(Data provided begins)
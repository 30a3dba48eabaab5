//! Position sizing: fractional Kelly and hard caps.

use crate::domain::series::{mean, sample_variance};
use crate::domain::EPSILON;

/// `clip(f * mean / max(var(ddof=1), eps), -1, 1)` over an estimation sample.
pub fn kelly_fraction(fraction: f64, returns: &[f64]) -> f64 {
    let variance = sample_variance(returns).max(EPSILON);
    (fraction * mean(returns) / variance).clamp(-1.0, 1.0)
}

/// Clamp each position to `[-cap, cap]`.
pub fn max_position(cap: f64, positions: &[f64]) -> Vec<f64> {
    positions.iter().map(|p| p.clamp(-cap, cap)).collect()
}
(Data provided ends)
• Problem to solve
Of the lines above, copy each one that contains the word "positions".

• Answer to the problem
pub fn max_position(cap: f64, positions: &[f64]) -> Vec<f64> {
    positions.iter().map(|p| p.clamp(-cap, cap)).collect()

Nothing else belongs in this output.